I think I actually see tears form in Ram’s eyes. They do know each other.
“And you… You’re a bit like me now,” Azrael tells him with a smile.
“It’s… It’s been an experience…”
“I expect so, though I have no frame of reference.”
“You’re Dee?” Bel asks in awe. “The Dee?”
“Well, a Dee,” Azrael corrects. “Catch up later. Our new friends are offering to feed you. As in make you lunch.”
“Where’s Wei?” Jak demands.
“The good Specialist is safely on his way back to your Mobile Command Post with a Pax escort,” Azrael assures her. Then, almost as an afterthought, he puts his cowl back on, hiding his exposed machinery.
“I think we can fix that for you,” Bel offers.
“I’d like that. Thank you.”
A delegation of Pax, including the one in the Green Man mask, leads us deeper into the canyon. They still haven’t spoken to us, and we let Colonel Ram take the lead. He maintains the silence, communicating with our hosts only in respectful nods and little bows.

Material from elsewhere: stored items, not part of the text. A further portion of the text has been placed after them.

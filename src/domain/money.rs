use crate::error::PaymentError;
use rust_decimal::{Decimal, RoundingStrategy};
use serde::{Deserialize, Serialize};
use std::fmt;

/// Represents a monetary value in exact base-10 arithmetic.
///
/// This is a wrapper around `rust_decimal::Decimal` so that balances, totals and
/// dial selections never pass through binary floating point when they are stored
/// or compared. Arithmetic is checked: there are no operator impls, and every
/// sum or difference reports overflow instead of panicking.
#[derive(Debug, Clone, Copy, PartialEq, Eq, PartialOrd, Ord, Hash, Default, Serialize, Deserialize)]
#[serde(transparent)]
pub struct Money(Decimal);

/// Represents a strictly positive monetary amount.
///
/// Bill amounts and payment amounts are always positive.
#[derive(Debug, Clone, Copy, PartialEq, Eq, PartialOrd, Ord, Hash, Serialize, Deserialize)]
#[serde(try_from = "Decimal", into = "Decimal")]
pub struct Amount(Decimal);

impl Money {
    pub const ZERO: Self = Self(Decimal::ZERO);

    pub fn new(value: Decimal) -> Self {
        Self(value)
    }

    pub fn value(&self) -> Decimal {
        self.0
    }

    /// Rounds to whole cents, midpoints away from zero.
    pub fn round_to_cents(self) -> Self {
        Self(
            self.0
                .round_dp_with_strategy(2, RoundingStrategy::MidpointAwayFromZero),
        )
    }

    pub fn is_positive(&self) -> bool {
        self.0 > Decimal::ZERO
    }

    pub fn checked_add(self, rhs: Self) -> Option<Self> {
        self.0.checked_add(rhs.0).map(Self)
    }

    pub fn checked_sub(self, rhs: Self) -> Option<Self> {
        self.0.checked_sub(rhs.0).map(Self)
    }

    /// Exact total of `values`, `None` once it leaves the representable range.
    pub fn checked_sum(values: impl IntoIterator<Item = Self>) -> Option<Self> {
        values
            .into_iter()
            .try_fold(Self::ZERO, |total, value| total.checked_add(value))
    }
}

impl Amount {
    pub fn new(value: Decimal) -> Result<Self, PaymentError> {
        if value <= Decimal::ZERO {
            return Err(PaymentError::ValidationError(format!(
                "Amount must be positive, got {value}"
            )));
        }
        Ok(Self(value))
    }

    pub fn value(&self) -> Decimal {
        self.0
    }

    pub fn as_money(&self) -> Money {
        Money(self.0)
    }
}

impl TryFrom<Decimal> for Amount {
    type Error = PaymentError;

    fn try_from(value: Decimal) -> Result<Self, Self::Error> {
        Self::new(value)
    }
}

impl TryFrom<Money> for Amount {
    type Error = PaymentError;

    fn try_from(value: Money) -> Result<Self, Self::Error> {
        Self::new(value.0)
    }
}

impl From<Amount> for Decimal {
    fn from(amount: Amount) -> Self {
        amount.0
    }
}

impl From<Amount> for Money {
    fn from(amount: Amount) -> Self {
        Self(amount.0)
    }
}

impl From<Decimal> for Money {
    fn from(value: Decimal) -> Self {
        Self(value)
    }
}

impl fmt::Display for Money {
    fn fmt(&self, f: &mut fmt::Formatter<'_>) -> fmt::Result {
        write!(f, "{:.2}", self.0)
    }
}

impl fmt::Display for Amount {
    fn fmt(&self, f: &mut fmt::Formatter<'_>) -> fmt::Result {
        write!(f, "{:.2}", self.0)
    }
}

#[cfg(test)]
mod tests {
    use super::*;
    use rust_decimal_macros::dec;

    #[test]
    fn test_money_arithmetic() {
        let m1 = Money::new(dec!(10.0));
        let m2 = Money::new(dec!(5.0));
        assert_eq!(m1.checked_add(m2), Some(Money::new(dec!(15.0))));
        assert_eq!(m1.checked_sub(m2), Some(Money::new(dec!(5.0))));
        assert_eq!(m2.checked_sub(m1), Some(Money::new(dec!(-5.0))));
    }

    #[test]
    fn test_money_has_no_float_drift() {
        let total = Money::checked_sum([dec!(0.1), dec!(0.2)].map(Money::new));
        assert_eq!(total, Some(Money::new(dec!(0.3))));
    }

    #[test]
    fn test_overflow_is_reported_not_raised() {
        let max = Money::new(Decimal::MAX);
        assert_eq!(max.checked_add(Money::new(dec!(1))), None);
        assert_eq!(Money::new(Decimal::MIN).checked_sub(Money::new(dec!(1))), None);
        assert_eq!(Money::checked_sum([max, max]), None);
        assert_eq!(Money::checked_sum([]), Some(Money::ZERO));
    }

    #[test]
    fn test_round_to_cents() {
        assert_eq!(
            Money::new(dec!(17.8125)).round_to_cents(),
            Money::new(dec!(17.81))
        );
        assert_eq!(
            Money::new(dec!(0.005)).round_to_cents(),
            Money::new(dec!(0.01))
        );
    }

    #[test]
    fn test_amount_validation() {
        assert!(Amount::new(dec!(1.0)).is_ok());
        assert!(matches!(
            Amount::new(dec!(0.0)),
            Err(PaymentError::ValidationError(_))
        ));
        assert!(matches!(
            Amount::new(dec!(-1.0)),
            Err(PaymentError::ValidationError(_))
        ));
    }

    #[test]
    fn test_display_uses_two_decimals() {
        assert_eq!(Money::new(dec!(57.5)).to_string(), "57.50");
        assert_eq!(Amount::new(dec!(142.5)).unwrap().to_string(), "142.50");
    }
}
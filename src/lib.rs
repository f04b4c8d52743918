//! Bill-payment core: exact-decimal money, bill listings, a circular amount
//! dial and a confirm → process → success payment flow over an in-memory
//! session.

pub mod application;
pub mod config;
pub mod domain;
pub mod error;
pub mod infrastructure;
pub mod interfaces;
pub mod logging;
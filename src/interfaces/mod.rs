//! Edges of the crate: CSV input and output for the command-line front end.

pub mod csv;
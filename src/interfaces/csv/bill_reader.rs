use crate::domain::bill::{Bill, BillCategory, BillId, default_minimum_due};
use crate::domain::money::{Amount, Money};
use crate::error::{PaymentError, Result};
use chrono::NaiveDate;
use rust_decimal::Decimal;
use serde::Deserialize;
use std::io::Read;
use uuid::Uuid;

/// One CSV row as it appears on disk.
///
/// `id`, `minimum_due` and `paid` may be left empty or omitted.
#[derive(Debug, Deserialize)]
struct BillRecord {
    #[serde(default)]
    id: Option<Uuid>,
    payee: String,
    amount: Decimal,
    #[serde(default)]
    minimum_due: Option<Decimal>,
    due_date: NaiveDate,
    category: BillCategory,
    #[serde(default)]
    paid: Option<bool>,
}

impl BillRecord {
    fn into_bill(self, minimum_due_ratio: Decimal) -> Result<Bill> {
        let amount = Amount::new(self.amount)?;
        let minimum_due = self
            .minimum_due
            .map(Money::new)
            .unwrap_or_else(|| default_minimum_due(amount, minimum_due_ratio));

        let mut bill = Bill::new(self.payee, amount, self.due_date, self.category)
            .with_minimum_due(minimum_due)?;
        if let Some(id) = self.id {
            bill = bill.with_id(BillId::from_uuid(id));
        }
        if self.paid.unwrap_or(false) {
            bill = bill.settled();
        }
        Ok(bill)
    }
}

/// Reads bills from a CSV source.
///
/// Wraps `csv::Reader`, trimming whitespace and accepting short records, and
/// validates every row into a [`Bill`].
pub struct BillReader<R: Read> {
    reader: csv::Reader<R>,
    minimum_due_ratio: Decimal,
}

impl<R: Read> BillReader<R> {
    /// Creates a new `BillReader` from any `Read` source (e.g., File, Stdin).
    ///
    /// Rows without a minimum due get `amount * minimum_due_ratio`.
    pub fn new(source: R, minimum_due_ratio: Decimal) -> Self {
        let reader = csv::ReaderBuilder::new()
            .trim(csv::Trim::All)
            .flexible(true)
            .from_reader(source);
        Self {
            reader,
            minimum_due_ratio,
        }
    }

    /// Lazily reads, deserializes and validates bills.
    pub fn bills(self) -> impl Iterator<Item = Result<Bill>> {
        let ratio = self.minimum_due_ratio;
        self.reader
            .into_deserialize::<BillRecord>()
            .map(move |result| {
                result
                    .map_err(PaymentError::from)
                    .and_then(|record| record.into_bill(ratio))
            })
    }
}
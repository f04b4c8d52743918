#![allow(dead_code)]

use rand::Rng;
use std::fs::File;
use std::io::Error;
use std::path::Path;

const CATEGORIES: [&str; 8] = [
    "utilities",
    "internet",
    "phone",
    "rent",
    "insurance",
    "subscription",
    "credit",
    "other",
];

/// Writes `rows` unpaid bills of 10.00 each, due on consecutive days.
pub fn generate_csv(path: &Path, rows: usize) -> Result<(), Error> {
    let file = File::create(path)?;
    let mut wtr = csv::WriterBuilder::new().from_writer(file);

    wtr.write_record(["id", "payee", "amount", "minimum_due", "due_date", "category", "paid"])?;

    for i in 1..=rows {
        wtr.write_record([
            "",
            &format!("Payee {i}"),
            "10.00",
            "",
            &format!("2026-03-{:02}", (i - 1) % 28 + 1),
            "other",
            "false",
        ])?;
    }

    wtr.flush()?;
    Ok(())
}

/// Writes `rows` bills with random amounts, categories, due dates and paid
/// flags.
pub fn generate_random_csv(path: &Path, rows: usize) -> Result<(), Error> {
    let mut rng = rand::thread_rng();
    let file = File::create(path)?;
    let mut wtr = csv::WriterBuilder::new().from_writer(file);
    wtr.write_record(["id", "payee", "amount", "minimum_due", "due_date", "category", "paid"])?;

    for i in 1..=rows {
        let cents: u32 = rng.gen_range(1..=500_000);
        let category = CATEGORIES[rng.gen_range(0..CATEGORIES.len())];
        let day: u32 = rng.gen_range(1..=28);
        let paid: bool = rng.gen_bool(0.3);
        wtr.write_record([
            "",
            &format!("Payee {i}"),
            &format!("{}.{:02}", cents / 100, cents % 100),
            "",
            &format!("2026-04-{day:02}"),
            category,
            &paid.to_string(),
        ])?;
    }

    wtr.flush()?;
    Ok(())
}
use crate::domain::bill::Bill;
use crate::domain::payment::PaymentReceipt;
use crate::error::Result;
use serde::Serialize;
use std::io::Write;

#[derive(Serialize)]
struct BillRow<'a> {
    id: String,
    payee: &'a str,
    amount: String,
    minimum_due: String,
    due_date: String,
    category: &'a str,
    paid: bool,
}

impl<'a> From<&'a Bill> for BillRow<'a> {
    fn from(bill: &'a Bill) -> Self {
        Self {
            id: bill.id.to_string(),
            payee: &bill.payee,
            amount: bill.amount.to_string(),
            minimum_due: bill.minimum_due.to_string(),
            due_date: bill.due_date.to_string(),
            category: bill.category.label(),
            paid: bill.paid,
        }
    }
}

#[derive(Serialize)]
struct ReceiptRow<'a> {
    bill: String,
    payee: &'a str,
    amount: String,
    payment_date: String,
    balance: String,
}

/// Writes bill listings and payment receipts as CSV.
///
/// Amounts are written with two decimal places.
pub struct BillWriter<W: Write> {
    writer: csv::Writer<W>,
}

impl<W: Write> BillWriter<W> {
    pub fn new(sink: W) -> Self {
        Self {
            writer: csv::Writer::from_writer(sink),
        }
    }

    pub fn write_bills<'a>(&mut self, bills: impl IntoIterator<Item = &'a Bill>) -> Result<()> {
        for bill in bills {
            self.writer.serialize(BillRow::from(bill))?;
        }
        self.writer.flush()?;
        Ok(())
    }

    pub fn write_receipt(&mut self, receipt: &PaymentReceipt) -> Result<()> {
        self.writer.serialize(ReceiptRow {
            bill: receipt.bill_id.to_string(),
            payee: &receipt.payee,
            amount: receipt.amount.to_string(),
            payment_date: receipt.payment_date.to_string(),
            balance: receipt.remaining_balance.to_string(),
        })?;
        self.writer.flush()?;
        Ok(())
    }
}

Our weapons have been sheathed and shouldered, while theirs remain in hand but lowered. (Sheathing my blad
e was a definite act of will. Funny: It’s made itself a scabbard, but doesn’t want to be in it.)
I’m certainly grateful that they haven’t demanded we surrender our weapons—I’m not sure that I could, that the sword would let me, and that would have provoked another fight (which my blade would have been very happy to oblige).

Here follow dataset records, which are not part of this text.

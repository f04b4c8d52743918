//! Domain model: money, accounts, bills, the amount dial and the ports the
//! application layer depends on.

pub mod account;
pub mod bill;
pub mod money;
pub mod payment;
pub mod ports;
pub mod selector;
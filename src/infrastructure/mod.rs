//! Adapters behind the domain ports.

pub mod simulated;
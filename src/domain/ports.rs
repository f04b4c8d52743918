use super::payment::PaymentOrder;
use crate::error::Result;
use async_trait::async_trait;

/// Finalizes a confirmed payment with whatever network backs it.
///
/// Settling never touches balances; the session applies the payment once
/// `settle` returns.
#[async_trait]
pub trait Settlement: Send + Sync {
    async fn settle(&self, order: &PaymentOrder) -> Result<()>;
}

pub type SettlementBox = Box<dyn Settlement>;
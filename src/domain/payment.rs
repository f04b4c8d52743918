use crate::domain::account::AccountId;
use crate::domain::bill::BillId;
use crate::domain::money::{Amount, Money};
use chrono::NaiveDate;
use serde::Serialize;

/// A confirmed payment waiting for settlement.
#[derive(Debug, Clone, PartialEq, Serialize)]
pub struct PaymentOrder {
    pub bill_id: BillId,
    pub account_id: AccountId,
    pub amount: Amount,
    pub payment_date: NaiveDate,
}

/// The outcome of a settled payment.
#[derive(Debug, Clone, PartialEq, Serialize)]
pub struct PaymentReceipt {
    pub bill_id: BillId,
    pub payee: String,
    pub account_id: AccountId,
    pub amount: Amount,
    pub payment_date: NaiveDate,
    pub remaining_balance: Money,
}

Either slope of the canyon, like their defensive wall, is lined with green-suited and masked fighters, watching over us as we pass. The canyon floor beyond the “gate” starts scrubby and laced with vine, but the growth gets lusher as we go deeper and the canyon begins to narrow. I begin to see signs—barely visible—that may be cave entrances all along the steep rocky canyon slopes, perhaps a well-hidden village.
Ram, Bel and Azrael continue to walk at the head of our group, followed by our Normal members, while we three sword “hosts” bring up the rear, along with Bly who has begrudgingly joined us—Jak walks by his side. I begin to sense a kind of silent conversation—signals passing between Ram and Azrael on a closed link—and I get flashes of memory, as if they’re sharing their stories, “catching up”.

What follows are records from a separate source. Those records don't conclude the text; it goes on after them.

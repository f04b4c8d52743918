use crate::application::session::{BillSession, SharedSession};
use crate::domain::account::{Account, AccountId};
use crate::domain::bill::{Bill, BillId};
use crate::domain::money::{Amount, Money};
use crate::domain::payment::{PaymentOrder, PaymentReceipt};
use crate::domain::ports::Settlement;
use crate::domain::selector::{AmountSelector, SelectionRange};
use crate::error::{PaymentError, Result};
use chrono::NaiveDate;
use tokio::sync::watch;
use tracing::{debug, warn};

/// Where a payment stands in the confirmation flow.
#[derive(Debug, Clone, PartialEq)]
pub enum PaymentState {
    /// Reviewing the bill and choosing account, amount and date.
    Idle,
    /// Confirmed and waiting for settlement. Cannot be cancelled.
    Processing,
    /// Settled and applied, waiting to be dismissed.
    Success(PaymentReceipt),
    /// Abandoned before confirmation. Nothing was changed.
    Cancelled,
}

impl PaymentState {
    pub fn label(&self) -> &'static str {
        match self {
            PaymentState::Idle => "idle",
            PaymentState::Processing => "processing",
            PaymentState::Success(_) => "succeeded",
            PaymentState::Cancelled => "cancelled",
        }
    }
}

/// Drives one bill through review, confirmation, settlement and success.
///
/// The flow works on a snapshot of the bill and of the funding account and
/// hands the actual mutation to [`BillSession::apply`]. Its state is published
/// on a `watch` channel for whoever renders it.
#[derive(Debug)]
pub struct PaymentFlow {
    bill: Bill,
    account: Account,
    selector: AmountSelector,
    earliest_date: NaiveDate,
    payment_date: NaiveDate,
    state: watch::Sender<PaymentState>,
}

impl PaymentFlow {
    /// Opens the flow for an unpaid bill, funded from `account_id`.
    ///
    /// The dial runs from zero to the bill amount, starts at the minimum due
    /// and is capped at the account balance. The payment date defaults to
    /// `today`, which is also the earliest date accepted.
    pub fn open(
        session: &BillSession,
        bill_id: BillId,
        account_id: AccountId,
        today: NaiveDate,
    ) -> Result<Self> {
        let bill = session
            .bill(bill_id)
            .ok_or(PaymentError::BillNotFound(bill_id))?
            .clone();
        if bill.paid {
            return Err(PaymentError::BillAlreadyPaid(bill_id));
        }
        let account = session
            .account(account_id)
            .ok_or(PaymentError::AccountNotFound(account_id))?
            .clone();

        let selector = AmountSelector::new(SelectionRange::for_bill(&bill)?)
            .with_drag_limit(account.balance);
        let (state, _) = watch::channel(PaymentState::Idle);

        debug!(bill = %bill.id, account = %account.id, "payment flow opened");
        Ok(Self {
            bill,
            account,
            selector,
            earliest_date: today,
            payment_date: today,
            state,
        })
    }

    pub fn state(&self) -> PaymentState {
        self.state.borrow().clone()
    }

    pub fn subscribe(&self) -> watch::Receiver<PaymentState> {
        self.state.subscribe()
    }

    pub fn is_idle(&self) -> bool {
        matches!(*self.state.borrow(), PaymentState::Idle)
    }

    pub fn is_processing(&self) -> bool {
        matches!(*self.state.borrow(), PaymentState::Processing)
    }

    pub fn bill(&self) -> &Bill {
        &self.bill
    }

    pub fn account(&self) -> &Account {
        &self.account
    }

    pub fn selector(&self) -> &AmountSelector {
        &self.selector
    }

    pub fn selected_amount(&self) -> Money {
        self.selector.selected()
    }

    pub fn payment_date(&self) -> NaiveDate {
        self.payment_date
    }

    fn transition(&self, next: PaymentState) {
        debug!(
            bill = %self.bill.id,
            from = self.state.borrow().label(),
            to = next.label(),
            "payment state changed"
        );
        self.state.send_replace(next);
    }

    fn require_idle(&self, action: &'static str) -> Result<()> {
        let state = self.state.borrow();
        match *state {
            PaymentState::Idle => Ok(()),
            ref other => Err(PaymentError::InvalidTransition {
                action,
                state: other.label(),
            }),
        }
    }

    fn use_account(&mut self, account: Account) {
        self.selector.set_drag_limit(Some(account.balance));
        self.account = account;
    }

    /// Switches the funding account and re-caps the dial at its balance.
    pub fn select_account(&mut self, session: &BillSession, account_id: AccountId) -> Result<()> {
        self.require_idle("change account")?;
        let account = session
            .account(account_id)
            .ok_or(PaymentError::AccountNotFound(account_id))?
            .clone();
        self.use_account(account);
        Ok(())
    }

    /// Reloads the funding account from the session, picking up balance
    /// changes made by other payments.
    pub fn refresh(&mut self, session: &BillSession) -> Result<()> {
        self.select_account(session, self.account.id)
    }

    /// Sets the amount directly. Ignored unless the flow is idle.
    pub fn set_amount(&mut self, amount: Money) -> Money {
        if self.is_idle() {
            self.selector.set_amount(amount)
        } else {
            self.selector.selected()
        }
    }

    /// Feeds a dial drag event. Ignored unless the flow is idle.
    pub fn drag_to(&mut self, dx: f64, dy: f64) -> Money {
        if self.is_idle() {
            self.selector.drag_to(dx, dy)
        } else {
            self.selector.selected()
        }
    }

    /// Moves the dial to `angle` degrees. Ignored unless the flow is idle.
    pub fn select_angle(&mut self, angle: f64) -> Money {
        if self.is_idle() {
            self.selector.select_angle(angle)
        } else {
            self.selector.selected()
        }
    }

    pub fn set_payment_date(&mut self, date: NaiveDate) -> Result<()> {
        self.require_idle("change payment date")?;
        if date < self.earliest_date {
            return Err(PaymentError::ValidationError(format!(
                "Payment date {} is before {}",
                date, self.earliest_date
            )));
        }
        self.payment_date = date;
        Ok(())
    }

    /// The account cannot cover the selected amount.
    pub fn insufficient_funds(&self) -> bool {
        self.account.has_insufficient_funds(self.selector.selected())
    }

    /// The account cannot even cover the minimum due; the dial is unusable.
    pub fn insufficient_funds_for_minimum(&self) -> bool {
        self.account.has_insufficient_funds(self.bill.minimum_due)
    }

    /// Whether the confirm action is enabled right now.
    pub fn can_confirm(&self) -> bool {
        self.is_idle()
            && !self.insufficient_funds_for_minimum()
            && !self.insufficient_funds()
            && self.selector.selected().is_positive()
    }

    /// Idle → Processing. Returns the order to settle.
    pub fn begin(&mut self) -> Result<PaymentOrder> {
        match self.state() {
            PaymentState::Idle => {}
            PaymentState::Processing => {
                return Err(PaymentError::ConfirmationUnavailable(
                    "a payment is already processing",
                ));
            }
            other => {
                return Err(PaymentError::InvalidTransition {
                    action: "confirm",
                    state: other.label(),
                });
            }
        }
        if self.insufficient_funds_for_minimum() {
            return Err(PaymentError::ConfirmationUnavailable(
                "insufficient funds for the minimum due",
            ));
        }
        if self.insufficient_funds() {
            return Err(PaymentError::ConfirmationUnavailable("insufficient funds"));
        }
        let amount = Amount::try_from(self.selector.selected())
            .map_err(|_| PaymentError::ConfirmationUnavailable("no amount selected"))?;

        let order = PaymentOrder {
            bill_id: self.bill.id,
            account_id: self.account.id,
            amount,
            payment_date: self.payment_date,
        };
        self.transition(PaymentState::Processing);
        Ok(order)
    }

    /// Processing → Success, applying `order` to the session.
    ///
    /// If the session rejects the payment the flow goes back to idle and the
    /// error is returned.
    pub fn complete(
        &mut self,
        session: &mut BillSession,
        order: &PaymentOrder,
    ) -> Result<PaymentReceipt> {
        if !self.is_processing() {
            return Err(PaymentError::InvalidTransition {
                action: "complete",
                state: self.state().label(),
            });
        }
        match session.apply(order) {
            Ok(receipt) => {
                self.account.balance = receipt.remaining_balance;
                self.bill.paid = true;
                self.transition(PaymentState::Success(receipt.clone()));
                Ok(receipt)
            }
            Err(e) => {
                warn!(bill = %order.bill_id, error = %e, "payment rejected by session");
                self.transition(PaymentState::Idle);
                Err(e)
            }
        }
    }

    /// Confirms the selected payment, waits for settlement and applies it.
    ///
    /// The account is reloaded first. If its balance no longer covers the
    /// selected amount the confirmation is refused and the flow stays idle;
    /// the amount is never lowered to fit. The session lock is only taken to
    /// refresh the account and to apply the payment, never across the
    /// settlement wait.
    pub async fn confirm(
        &mut self,
        session: &SharedSession,
        settlement: &dyn Settlement,
    ) -> Result<PaymentReceipt> {
        if self.is_idle() {
            let selected = self.selected_amount();
            self.refresh(&*session.read().await)?;
            if self.selected_amount() != selected || self.insufficient_funds() {
                warn!(
                    bill = %self.bill.id,
                    %selected,
                    balance = %self.account.balance,
                    "balance no longer covers the selected amount"
                );
                return Err(PaymentError::ConfirmationUnavailable("insufficient funds"));
            }
        }
        let order = self.begin()?;
        if let Err(e) = settlement.settle(&order).await {
            warn!(bill = %order.bill_id, error = %e, "settlement failed");
            self.transition(PaymentState::Idle);
            return Err(e);
        }
        let mut session = session.write().await;
        self.complete(&mut session, &order)
    }

    /// Idle → Cancelled. Refused once the payment is processing or done.
    pub fn cancel(&mut self) -> Result<()> {
        self.require_idle("cancel")?;
        self.transition(PaymentState::Cancelled);
        Ok(())
    }

    /// Closes a successful flow and hands back its receipt.
    pub fn dismiss(self) -> Result<PaymentReceipt> {
        match self.state() {
            PaymentState::Success(receipt) => Ok(receipt),
            other => Err(PaymentError::InvalidTransition {
                action: "dismiss",
                state: other.label(),
            }),
        }
    }
}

It’s as I’m trying to eavesdrop that I notice my vision has enhanced the two alt-world immortals—Ram and Bel—as if targeting them.
“BEWARE THE SERVANTS OF THE TETRAGRAMMATON.”
I glance at Elias. He appears to have received the same internal message. A look back at Jak confirms that she did as well.
I have no idea what the message means, no idea what a “Tetragrammaton” might be, but I feel a fresh urge to draw my blade, if only for a moment.
The green gets forest-dense again toward the dead end of the canyon. We lose sight of the slopes (and watchers) around us. Our guides weave us through the trees and vines. The growth gives way to overgrown rocks, a head-high and higher maze of winding crags so narrow we must pass single-file. I see some of the Pax moving almost effortlessly above us, pacing us easily despite the sharp treacherous crests of the maze “walls”, scurrying smoothly and nearly silently from rock to rock. Ahead of us, I see the terraced cliffs of the canyon terminus, and catch glimpses of caves that must be manmade in their neat geometry, like the pillbox slits of bunkers, only tall enough for a man to stand up in (and men do: scores of green suited and masked warriors are arrayed in the wide rectangular openings, waiting to receive us). The caves are all artfully fit into the terraces and layered rock—from space, the cliffs likely appear solid, the caves invisible.